= New Departure (Ireland) =

The term New Departure has been used to describe several initiatives in the late 19th century by which Irish republicans, who were committed to independence from Britain by physical force, attempted to find a common ground for co-operation with groups committed to Irish Home Rule by constitutional means. In the wake of the Fenian Rising of 1867 and the unpopular executions which followed it, Fenianism was popularised and became more moderate, while the Home Rule movement was edging toward radicalism at the same time, laying the framework for the alliance. The term was coined by John Devoy in an anonymous article in the New York Herald on 27 October 1878 in which he laid out a framework for a new policy.

==1868–1869==
In 1868–69, Irish Republican Brotherhood (hereafter IRB) member John O'Connor Power forged links with Mayo MP George Henry Moore in what has been described as an early 'New Departure'. However Moore died in April 1870 and O'Connor Power successfully shifted his efforts to win Fenian support for Isaac Butt. O'Connor Power pioneered co-operation between revolutionary and constitutional activists, with Moore to have been the leader.

Michael MacDonagh writes in "The Home Rule Movement":

"He [John O'Connor Power] more than any other man, had induced the Fenians to give the Home Rule movement a chance.
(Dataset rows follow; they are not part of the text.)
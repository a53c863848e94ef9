//! End-to-end workload runs against the in-process broker.
//!
//! Every test runs the real driver, producers and consumers. Faults are
//! scripted on the broker so each failure path is reached deterministically.

use std::time::Duration;

use stompload_core::{
    AckMode, AdapterError, ConfigError, HarnessConfig, HarnessError, PayloadShape, RunReport,
    StaggerConfig, Topology, ValidationError, WorkloadDriver,
};
use stompload_proto::{Command, ProtocolVersion};
use stompload_sim::{Fault, MemoryBroker, QueueStats, SimEnv};

const PREFIX: &str = "/queue/snge.common.queue";

fn config(queues: u32, messages: u64, ack_mode: AckMode, topology: Topology) -> HarnessConfig {
    let mut config = HarnessConfig::default();
    config.workload.queue_count = queues;
    config.workload.message_count = messages;
    config.workload.ack_mode = ack_mode;
    config.workload.topology = topology;
    config.workload.payload = PayloadShape::Fixed(64);
    config
}

async fn run(broker: &MemoryBroker, config: HarnessConfig) -> Result<RunReport, HarnessError> {
    WorkloadDriver::new(broker.adapter(), config, SimEnv::with_seed(42)).run().await
}

fn dest(queue: u32) -> String {
    format!("{PREFIX}.{queue}")
}

#[tokio::test(start_paused = true)]
async fn shared_connection_client_individual_three_by_five() {
    let broker = MemoryBroker::new();

    let report = run(&broker, config(3, 5, AckMode::ClientIndividual, Topology::Shared))
        .await
        .unwrap();

    assert_eq!(report.total_sent(), 15);
    assert_eq!(report.total_received(), 15);
    assert_eq!(report.total_acked(), 15);
    for (i, outcome) in report.destinations.iter().enumerate() {
        assert_eq!(outcome.destination, dest(i as u32 + 1));
        assert_eq!((outcome.sent, outcome.received, outcome.acked), (5, 5, 5));
    }

    assert_eq!(report.statistics.len(), 1);
    let stats = &report.statistics[0];
    assert_eq!(stats.label, "conn-0");
    assert!(stats.frames_written >= 15);
    // CONNECT + 3 SUBSCRIBE + 15 SEND + 15 ACK + 3 UNSUBSCRIBE + DISCONNECT
    assert_eq!(stats.frames_written, 38);
    // CONNECTED + 15 MESSAGE
    assert_eq!(stats.frames_read, 16);

    assert_eq!(broker.totals(), QueueStats { sent: 15, delivered: 15, acked: 15, pending: 0 });
    let connections = broker.connections();
    assert_eq!((connections.opened, connections.closed), (1, 1));
}

#[tokio::test(start_paused = true)]
async fn out_of_order_delivery_fails_the_run() {
    let broker = MemoryBroker::new();
    broker.inject(Fault::Reorder { destination: dest(1), sequence: 2 });

    let err = run(&broker, config(1, 3, AckMode::ClientIndividual, Topology::Shared))
        .await
        .unwrap_err();

    match err {
        HarnessError::Validation { destination, source } => {
            assert_eq!(destination, dest(1));
            assert_eq!(source, ValidationError::SequenceMismatch {
                expected: 2,
                actual: Some("3".to_string()),
            });
        },
        other => panic!("unexpected error: {other}"),
    }
}

#[tokio::test(start_paused = true)]
async fn auto_mode_sends_no_acks() {
    let broker = MemoryBroker::new();

    let report = run(&broker, config(2, 4, AckMode::Auto, Topology::Shared)).await.unwrap();

    assert_eq!(report.total_received(), 8);
    assert_eq!(report.total_acked(), 0);
    assert_eq!(broker.totals().acked, 0);
}

#[tokio::test(start_paused = true)]
async fn client_mode_acks_each_message() {
    let broker = MemoryBroker::new();

    let report = run(&broker, config(2, 3, AckMode::Client, Topology::Shared)).await.unwrap();

    assert_eq!(report.total_acked(), 6);
    assert_eq!(broker.totals().acked, 6);
}

#[tokio::test(start_paused = true)]
async fn every_protocol_level_acks_correctly() {
    for protocol in ProtocolVersion::ALL {
        let broker = MemoryBroker::new();
        let mut config = config(2, 3, AckMode::ClientIndividual, Topology::Shared);
        config.connect.protocol = protocol;

        let report = run(&broker, config).await.unwrap();

        assert_eq!(report.total_acked(), 6, "level {protocol}");
        assert_eq!(broker.totals().acked, 6, "level {protocol}");
    }
}

#[tokio::test(start_paused = true)]
async fn pooled_connections_are_clamped_and_balanced() {
    let broker = MemoryBroker::new();
    let report = run(&broker, config(4, 2, AckMode::Auto, Topology::Pooled(3))).await.unwrap();
    assert_eq!(report.statistics.len(), 3);
    assert_eq!(broker.connections().opened, 3);

    let broker = MemoryBroker::new();
    let report = run(&broker, config(2, 2, AckMode::Auto, Topology::Pooled(10))).await.unwrap();
    assert_eq!(report.statistics.len(), 4);
    assert_eq!(broker.connections().opened, 4);
}

#[tokio::test(start_paused = true)]
async fn split_topology_opens_two_connections() {
    let broker = MemoryBroker::new();

    let report =
        run(&broker, config(3, 4, AckMode::ClientIndividual, Topology::Split)).await.unwrap();

    assert_eq!(broker.connections().opened, 2);
    let labels: Vec<_> = report.statistics.iter().map(|s| s.label.as_str()).collect();
    assert_eq!(labels, vec!["conn-0", "conn-1"]);
    // Producer connection only writes; consumer connection reads every message.
    assert_eq!(report.statistics[0].frames_read, 1);
    assert_eq!(report.statistics[1].frames_read, 1 + 12);
}

#[tokio::test(start_paused = true)]
async fn per_worker_topology_opens_a_connection_per_worker() {
    let broker = MemoryBroker::new();

    let report = run(&broker, config(3, 2, AckMode::Auto, Topology::PerWorker)).await.unwrap();

    let connections = broker.connections();
    assert_eq!((connections.opened, connections.closed), (6, 6));
    assert_eq!(report.statistics.len(), 6);
    let mut labels: Vec<_> = report.statistics.iter().map(|s| s.label.clone()).collect();
    labels.sort();
    assert_eq!(labels, vec![
        "consumer-1",
        "consumer-2",
        "consumer-3",
        "producer-1",
        "producer-2",
        "producer-3"
    ]);
}

#[tokio::test(start_paused = true)]
async fn connect_failure_aborts_before_any_send() {
    let broker = MemoryBroker::new();
    broker.inject(Fault::RefuseConnect);

    let err = run(&broker, config(2, 3, AckMode::Auto, Topology::Shared)).await.unwrap_err();

    assert!(matches!(
        err,
        HarnessError::Connect { ref connection, source: AdapterError::Transport(_) } if connection == "conn-0"
    ));
    assert_eq!(broker.totals().sent, 0);
}

#[tokio::test(start_paused = true)]
async fn rejected_credentials_fail_connect() {
    let broker = MemoryBroker::new();
    broker.require_credentials("guest", "guest");

    let mut bad = config(1, 1, AckMode::Auto, Topology::Shared);
    bad.connect.login = Some("guest".to_string());
    bad.connect.passcode = Some("wrong".to_string());
    let err = run(&broker, bad).await.unwrap_err();
    assert!(matches!(err, HarnessError::Connect { source: AdapterError::Broker(_), .. }));

    let mut good = config(1, 1, AckMode::Auto, Topology::Shared);
    good.connect.login = Some("guest".to_string());
    good.connect.passcode = Some("guest".to_string());
    run(&broker, good).await.unwrap();
}

#[tokio::test(start_paused = true)]
async fn send_fault_surfaces_as_send_error() {
    let broker = MemoryBroker::new();
    broker.inject(Fault::FailSend { destination: dest(2), sequence: 3 });

    let err = run(&broker, config(2, 5, AckMode::Auto, Topology::Shared)).await.unwrap_err();

    assert!(matches!(
        err,
        HarnessError::Send { ref destination, sequence: 3, .. } if *destination == dest(2)
    ));
}

#[tokio::test(start_paused = true)]
async fn ack_fault_surfaces_as_ack_error() {
    let broker = MemoryBroker::new();
    broker.inject(Fault::FailAck { destination: dest(1), sequence: 2 });

    let err = run(&broker, config(1, 4, AckMode::ClientIndividual, Topology::Shared))
        .await
        .unwrap_err();

    assert!(matches!(err, HarnessError::Ack { sequence: 2, .. }));
}

#[tokio::test(start_paused = true)]
async fn receive_fault_surfaces_as_receive_error() {
    let broker = MemoryBroker::new();
    broker.inject(Fault::ReceiveError { destination: dest(1), sequence: 2 });

    let err = run(&broker, config(1, 3, AckMode::Auto, Topology::PerWorker)).await.unwrap_err();

    assert!(matches!(
        err,
        HarnessError::Receive { sequence: 2, source: AdapterError::Transport(_), .. }
    ));
}

#[tokio::test(start_paused = true)]
async fn lost_message_is_a_sequence_gap() {
    let broker = MemoryBroker::new();
    broker.inject(Fault::Drop { destination: dest(1), sequence: 2 });

    let err = run(&broker, config(1, 3, AckMode::Auto, Topology::Shared)).await.unwrap_err();

    assert!(matches!(
        err,
        HarnessError::Validation {
            source: ValidationError::SequenceMismatch { expected: 2, .. },
            ..
        }
    ));
}

#[tokio::test(start_paused = true)]
async fn duplicate_message_is_rejected() {
    let broker = MemoryBroker::new();
    broker.inject(Fault::Duplicate { destination: dest(1), sequence: 2 });

    let err = run(&broker, config(1, 3, AckMode::Auto, Topology::Shared)).await.unwrap_err();

    match err {
        HarnessError::Validation { source, .. } => assert_eq!(source, ValidationError::SequenceMismatch {
            expected: 3,
            actual: Some("2".to_string()),
        }),
        other => panic!("unexpected error: {other}"),
    }
}

#[tokio::test(start_paused = true)]
async fn corrupt_body_is_rejected() {
    let broker = MemoryBroker::new();
    broker.inject(Fault::CorruptBody { destination: dest(1), sequence: 1 });

    let err = run(&broker, config(1, 2, AckMode::Auto, Topology::Shared)).await.unwrap_err();

    assert!(matches!(
        err,
        HarnessError::Validation { source: ValidationError::BodyMismatch { len: 64 }, .. }
    ));
}

#[tokio::test(start_paused = true)]
async fn error_frame_is_rejected() {
    let broker = MemoryBroker::new();
    broker.inject(Fault::ErrorFrame { destination: dest(1), sequence: 1 });

    let err = run(&broker, config(1, 2, AckMode::Auto, Topology::Shared)).await.unwrap_err();

    assert!(matches!(
        err,
        HarnessError::Validation {
            source: ValidationError::WrongFrame { command: Command::Error },
            ..
        }
    ));
}

#[tokio::test(start_paused = true)]
async fn stalled_consumer_hits_completion_timeout() {
    let broker = MemoryBroker::new();
    broker.inject(Fault::Stall { destination: dest(2) });
    let mut config = config(3, 2, AckMode::Auto, Topology::Shared);
    config.workload.completion_timeout = Some(Duration::from_secs(30));

    let err = run(&broker, config).await.unwrap_err();

    match err {
        HarnessError::Timeout { barrier, outstanding, elapsed } => {
            assert_eq!(barrier, "consumers");
            assert_eq!(outstanding, 1);
            assert_eq!(elapsed, Duration::from_secs(30));
        },
        other => panic!("unexpected error: {other}"),
    }
    assert_eq!(broker.connections().closed, 1);
}

#[tokio::test(start_paused = true)]
async fn invalid_config_opens_no_connections() {
    let broker = MemoryBroker::new();

    let err = run(&broker, config(0, 3, AckMode::Auto, Topology::Shared)).await.unwrap_err();

    assert!(matches!(err, HarnessError::Config(ConfigError::NoQueues)));
    assert_eq!(broker.connections().opened, 0);
}

#[tokio::test(start_paused = true)]
async fn stagger_spreads_the_run_over_virtual_time() {
    let broker = MemoryBroker::new();
    let mut config = config(2, 3, AckMode::ClientIndividual, Topology::Shared);
    config.workload.send_stagger = StaggerConfig::enabled(1.0);
    config.workload.recv_stagger = StaggerConfig::enabled(0.5);

    let report = run(&broker, config).await.unwrap();

    assert_eq!(report.total_acked(), 6);
    // Two pauses per producer, each at least 100ms.
    assert!(report.elapsed >= Duration::from_millis(200), "elapsed {:?}", report.elapsed);
    // Two pauses per consumer, each below 500ms, after the last producer pause below 1s.
    assert!(report.elapsed < Duration::from_secs(3), "elapsed {:?}", report.elapsed);
}

#[tokio::test(start_paused = true)]
async fn run_tag_and_persistence_shape_destinations() {
    let broker = MemoryBroker::new();
    let mut config = config(2, 2, AckMode::Auto, Topology::Shared);
    config.workload.destination_prefix = "/queue/t".to_string();
    config.workload.run_tag = Some("r1".to_string());
    config.workload.persistent = true;
    config.workload.payload = PayloadShape::Variable { max: 256 };

    run(&broker, config).await.unwrap();

    assert_eq!(broker.destinations(), vec!["/queue/t.r1.1", "/queue/t.r1.2"]);
}

#[tokio::test(flavor = "multi_thread", worker_threads = 4)]
async fn shared_connection_under_parallel_workers() {
    let broker = MemoryBroker::new();

    let report = run(&broker, config(8, 25, AckMode::ClientIndividual, Topology::Shared))
        .await
        .unwrap();

    assert_eq!(report.total_received(), 200);
    assert_eq!(broker.totals(), QueueStats { sent: 200, delivered: 200, acked: 200, pending: 0 });
}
It was he who originated the idea of a nationalist movement with two wings, the one carrying out extreme action in Parliament, and the second pursuing revolutionary methods in Ireland, each acting independently of the other in its separate field, but both working towards one common end – the realisation of the completest measure of self-government that was possible, as circumstances changed from time to time."

The strategy was a course of parallel action, the revolutionary and constitutional wings, a secret movement and an open movement, to run in tandem.
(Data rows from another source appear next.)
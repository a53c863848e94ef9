//! Workload driver.
//!
//! Orchestrates one run: validate the configuration, open the up-front
//! connections the topology asks for, spawn one producer and one consumer per
//! destination, wait on both completion barriers, then disconnect and collect
//! statistics.
//!
//! # Failure
//!
//! The first worker error ends the run. Remaining workers are aborted, the
//! up-front connections are closed on a best-effort basis, and the error is
//! returned. Nothing here exits the process.
//!
//! # Concurrency
//!
//! Workers run as tokio tasks in two [`JoinSet`]s, one per barrier. Tasks
//! sharing a connection hold it through an `Arc`; the adapter is responsible
//! for keeping concurrent frames on one connection from interleaving.

use std::{collections::HashMap, sync::Arc, time::Duration};

use stompload_proto::Headers;
use tokio::task::{Id, JoinSet};

use crate::{
    adapter::{ProtocolAdapter, Session},
    config::{ConnectOptions, HarnessConfig},
    consumer::{Consumer, ConsumerReport},
    destination::Destination,
    env::Environment,
    error::HarnessError,
    payload::Filler,
    producer::{Producer, ProducerReport},
    stats::{DestinationOutcome, RunReport, RunStatistics},
    topology::{Assignment, Slot, WorkerId, WorkerRole},
};

/// What a finished worker hands back through its barrier.
#[derive(Debug)]
struct WorkerReport {
    worker: WorkerId,
    outcome: WorkerOutcome,
    /// Statistics of a connection the worker opened itself
    connection: Option<RunStatistics>,
}

#[derive(Debug)]
enum WorkerOutcome {
    Produced(ProducerReport),
    Consumed(ConsumerReport),
}

type WorkerResult = Result<WorkerReport, HarnessError>;

/// Up-front connection owned by the driver.
struct Handle<S> {
    label: String,
    session: Arc<S>,
}

/// Runs a configured workload against an adapter.
pub struct WorkloadDriver<A, E> {
    adapter: Arc<A>,
    config: HarnessConfig,
    env: E,
}

impl<A: ProtocolAdapter, E: Environment> WorkloadDriver<A, E> {
    /// Driver for `config` using `adapter` for connections and `env` for
    /// pacing and ids.
    pub fn new(adapter: A, config: HarnessConfig, env: E) -> Self {
        Self { adapter: Arc::new(adapter), config, env }
    }

    /// Execute the workload.
    pub async fn run(&self) -> Result<RunReport, HarnessError> {
        self.config.validate()?;
        let workload = &self.config.workload;
        let start = self.env.now();

        let worker_count = 2 * workload.queue_count as usize;
        let assignment = workload.topology.assign(worker_count);
        tracing::info!(
            queues = workload.queue_count,
            messages = workload.message_count,
            ack = %workload.ack_mode,
            topology = %workload.topology,
            connections = assignment.connection_count(),
            "workload starting"
        );

        let handles = self.open_handles(&assignment).await?;

        let mut producers = JoinSet::new();
        let mut consumers = JoinSet::new();
        let mut workers = HashMap::new();
        for queue in 1..=workload.queue_count {
            for worker in [WorkerId::producer(queue), WorkerId::consumer(queue)] {
                let shared = match assignment.slot(worker.index()) {
                    Some(Slot::Shared(slot)) => {
                        handles.get(slot).map(|handle| Arc::clone(&handle.session))
                    },
                    _ => None,
                };
                let destination =
                    Destination::new(&workload.destination_prefix, workload.run_tag.clone(), queue);
                let id = match worker.role {
                    WorkerRole::Producer => {
                        producers.spawn(self.producer_task(worker, destination, shared)).id()
                    },
                    WorkerRole::Consumer => {
                        consumers.spawn(self.consumer_task(worker, destination, shared)).id()
                    },
                };
                workers.insert(id, worker);
            }
        }

        let mut reports = Vec::with_capacity(worker_count);
        let supervised = supervise(&mut producers, &mut consumers, &workers, &mut reports);
        let outcome = match workload.completion_timeout {
            Some(limit) => match tokio::time::timeout(limit, supervised).await {
                Ok(outcome) => outcome,
                Err(_) => Err(timeout_error(&producers, &consumers, limit)),
            },
            None => supervised.await,
        };

        if let Err(err) = outcome {
            tracing::error!(error = %err, "run failed, aborting workers");
            producers.abort_all();
            consumers.abort_all();
            close_quietly(&handles).await;
            return Err(err);
        }

        let mut statistics: Vec<RunStatistics> =
            reports.iter().filter_map(|report| report.connection.clone()).collect();
        for handle in &handles {
            statistics.push(release(&handle.label, &*handle.session).await?);
        }

        let report = RunReport {
            statistics,
            destinations: destination_outcomes(workload.queue_count, &reports),
            elapsed: self.env.now() - start,
        };
        report.log();
        Ok(report)
    }

    async fn open_handles(
        &self,
        assignment: &Assignment,
    ) -> Result<Vec<Handle<A::Session>>, HarnessError> {
        let mut handles = Vec::with_capacity(assignment.connection_count());
        for slot in 0..assignment.connection_count() {
            let label = format!("conn-{slot}");
            match connect(&*self.adapter, &self.config.connect, &label).await {
                Ok(session) => {
                    tracing::debug!(
                        connection = %label,
                        workers = assignment.load(slot),
                        "handle ready"
                    );
                    handles.push(Handle { label, session: Arc::new(session) });
                },
                Err(err) => {
                    close_quietly(&handles).await;
                    return Err(err);
                },
            }
        }
        Ok(handles)
    }

    fn producer_task(
        &self,
        worker: WorkerId,
        destination: Destination,
        shared: Option<Arc<A::Session>>,
    ) -> impl Future<Output = WorkerResult> + Send + use<A, E> {
        let adapter = Arc::clone(&self.adapter);
        let options = self.config.connect.clone();
        let env = self.env.clone();
        let workload = &self.config.workload;
        let (count, stagger, persistent) =
            (workload.message_count, workload.send_stagger, workload.persistent);
        let filler = Filler::new(workload.payload);

        async move {
            let (session, owned) = acquire(&*adapter, &options, worker, shared).await?;
            let sender_id = env.unique_id();
            let report = Producer::new(Arc::clone(&session), destination, sender_id, count, env)
                .with_filler(filler)
                .with_stagger(stagger)
                .with_persistent(persistent)
                .run()
                .await?;
            let connection = if owned {
                Some(release(&worker.to_string(), &*session).await?)
            } else {
                None
            };
            Ok(WorkerReport { worker, outcome: WorkerOutcome::Produced(report), connection })
        }
    }

    fn consumer_task(
        &self,
        worker: WorkerId,
        destination: Destination,
        shared: Option<Arc<A::Session>>,
    ) -> impl Future<Output = WorkerResult> + Send + use<A, E> {
        let adapter = Arc::clone(&self.adapter);
        let options = self.config.connect.clone();
        let env = self.env.clone();
        let workload = &self.config.workload;
        let (ack_mode, count, stagger) =
            (workload.ack_mode, workload.message_count, workload.recv_stagger);

        async move {
            let (session, owned) = acquire(&*adapter, &options, worker, shared).await?;
            let report = Consumer::new(Arc::clone(&session), destination, ack_mode, count, env)
                .with_stagger(stagger)
                .run()
                .await?;
            let connection = if owned {
                Some(release(&worker.to_string(), &*session).await?)
            } else {
                None
            };
            Ok(WorkerReport { worker, outcome: WorkerOutcome::Consumed(report), connection })
        }
    }
}

async fn connect<A: ProtocolAdapter>(
    adapter: &A,
    options: &ConnectOptions,
    label: &str,
) -> Result<A::Session, HarnessError> {
    let session = adapter
        .connect(options, options.connect_headers())
        .await
        .map_err(|source| HarnessError::Connect { connection: label.to_string(), source })?;
    tracing::debug!(
        connection = label,
        address = %options.address(),
        protocol = %session.protocol(),
        ciphers = ?options.custom_ciphers,
        "connected"
    );
    Ok(session)
}

/// Shared connection when assigned one, otherwise a fresh connection owned by
/// the calling worker.
async fn acquire<A: ProtocolAdapter>(
    adapter: &A,
    options: &ConnectOptions,
    worker: WorkerId,
    shared: Option<Arc<A::Session>>,
) -> Result<(Arc<A::Session>, bool), HarnessError> {
    match shared {
        Some(session) => Ok((session, false)),
        None => {
            let session = connect(adapter, options, &worker.to_string()).await?;
            Ok((Arc::new(session), true))
        },
    }
}

/// Disconnect and snapshot counters. Counters are read after DISCONNECT so
/// the final frame is included.
async fn release<S: Session>(label: &str, session: &S) -> Result<RunStatistics, HarnessError> {
    session
        .disconnect(Headers::new())
        .await
        .map_err(|source| HarnessError::Disconnect { connection: label.to_string(), source })?;
    tracing::debug!(connection = label, "disconnected");
    Ok(RunStatistics::from_metrics(label, session.metrics()))
}

async fn close_quietly<S: Session>(handles: &[Handle<S>]) {
    for handle in handles {
        if let Err(err) = handle.session.disconnect(Headers::new()).await {
            tracing::warn!(connection = %handle.label, error = %err, "disconnect after failure");
        }
    }
}

/// Drain both barriers, stopping at the first failure.
async fn supervise(
    producers: &mut JoinSet<WorkerResult>,
    consumers: &mut JoinSet<WorkerResult>,
    workers: &HashMap<Id, WorkerId>,
    reports: &mut Vec<WorkerReport>,
) -> Result<(), HarnessError> {
    loop {
        let joined = tokio::select! {
            Some(joined) = producers.join_next_with_id() => joined,
            Some(joined) = consumers.join_next_with_id() => joined,
            else => return Ok(()),
        };

        let report = match joined {
            Ok((_, result)) => result?,
            Err(err) => {
                let worker = workers
                    .get(&err.id())
                    .map_or_else(|| format!("task {}", err.id()), ToString::to_string);
                return Err(HarnessError::WorkerPanicked { worker, reason: err.to_string() });
            },
        };
        tracing::debug!(worker = %report.worker, "worker finished");
        reports.push(report);
    }
}

fn timeout_error(
    producers: &JoinSet<WorkerResult>,
    consumers: &JoinSet<WorkerResult>,
    limit: Duration,
) -> HarnessError {
    let (barrier, outstanding) = if producers.is_empty() {
        ("consumers", consumers.len())
    } else {
        ("producers", producers.len())
    };
    HarnessError::Timeout { barrier, outstanding, elapsed: limit }
}

fn destination_outcomes(queue_count: u32, reports: &[WorkerReport]) -> Vec<DestinationOutcome> {
    let mut outcomes: Vec<DestinationOutcome> =
        (0..queue_count).map(|_| DestinationOutcome::default()).collect();
    for report in reports {
        let Some(outcome) = outcomes.get_mut(report.worker.queue as usize - 1) else {
            continue;
        };
        match &report.outcome {
            WorkerOutcome::Produced(produced) => {
                outcome.destination.clone_from(&produced.destination);
                outcome.sent = produced.sent;
            },
            WorkerOutcome::Consumed(consumed) => {
                outcome.destination.clone_from(&consumed.destination);
                outcome.received = consumed.received;
                outcome.acked = consumed.acked;
            },
        }
    }
    outcomes
}

#[cfg(test)]
mod tests {
    use super::*;

    #[test]
    fn outcomes_are_indexed_by_queue() {
        let reports = vec![
            WorkerReport {
                worker: WorkerId::consumer(2),
                outcome: WorkerOutcome::Consumed(ConsumerReport {
                    destination: "q.2".to_string(),
                    received: 3,
                    acked: 3,
                }),
                connection: None,
            },
            WorkerReport {
                worker: WorkerId::producer(2),
                outcome: WorkerOutcome::Produced(ProducerReport {
                    destination: "q.2".to_string(),
                    sent: 3,
                }),
                connection: None,
            },
        ];

        let outcomes = destination_outcomes(2, &reports);

        assert_eq!(outcomes[0], DestinationOutcome::default());
        assert_eq!(outcomes[1], DestinationOutcome {
            destination: "q.2".to_string(),
            sent: 3,
            received: 3,
            acked: 3,
        });
        assert_eq!(reports[0].worker.role, WorkerRole::Consumer);
    }

    #[tokio::test]
    async fn timeout_names_the_first_unfinished_barrier() {
        let mut producers: JoinSet<WorkerResult> = JoinSet::new();
        let mut consumers: JoinSet<WorkerResult> = JoinSet::new();
        consumers.spawn(std::future::pending());
        consumers.spawn(std::future::pending());

        let err = timeout_error(&producers, &consumers, Duration::from_secs(5));
        assert!(matches!(
            err,
            HarnessError::Timeout { barrier: "consumers", outstanding: 2, .. }
        ));

        producers.spawn(std::future::pending());
        let err = timeout_error(&producers, &consumers, Duration::from_secs(5));
        assert!(matches!(
            err,
            HarnessError::Timeout { barrier: "producers", outstanding: 1, .. }
        ));

        producers.abort_all();
        consumers.abort_all();
    }
}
Simultaneously, Home Rule Party leader Isaac Butt, a lawyer, had launched an amnesty campaign for the Fenian Rising prisoners.

==1873–1876==
O'Connor Power and Patrick Egan's efforts led to what T. W. Moody has described as the first 'New Departure', when Fenians supported the forming of the Home Rule League in November 1873. The IRB's attitude was that while it waited for the right moment for war with England, it would support movements that could advance the cause of Irish independence "consistently with the preservation of its own integrity". The IRB became disillusioned with the lack of results achieved by Home Rulers and on 20 August 1876 dissolved the partnership and gave its members six months to withdraw from active co-operation with the Home Rule movement. The IRB supreme council enforced its resolution in March 1877 and John Barry and Patrick Egan resigned from the council. John O'Connor Power and Joseph Biggar refused to resign and were expelled.

==1878==
Revolutionary and constitutional nationalists remained in contact. In January 1877, James Joseph O'Kelly, a journalist with the New York Herald persuaded John Devoy to meet with Irish parliamentarians. In January 1878, Devoy met with Parnell in Dublin. In March the exiled senior IRB member John O'Leary and Supreme Council secretary John O'Connor met secretly in London with MPs Charles Stewart Parnell, Frank Hugh O'Donnell, William Henry O'Sullivan and O'Kelly (who would be elected MP in 1880). The meeting was "sought" by Parnell (according to Ranelagh) or by William Carroll of Clan na Gael (according to Moody) to consider co-operation between the IRB and Parnell. O'Leary stated his perhaps self-contradictory doctrine to them as follows:

"Nine out of ten Irishmen entering the British Parliament with honest intentions are corrupted soon ... when once they get drawn into the whirlpool of British corruption in Dublin, with the West British society, the jobbery, the servility, very soon all the manliness goes out of them. If Irishmen are to save their honour, they must keep aloof from everything English... I am not saying that good members would not be better than bad ones, if they could keep right. George Henry Moore meant well".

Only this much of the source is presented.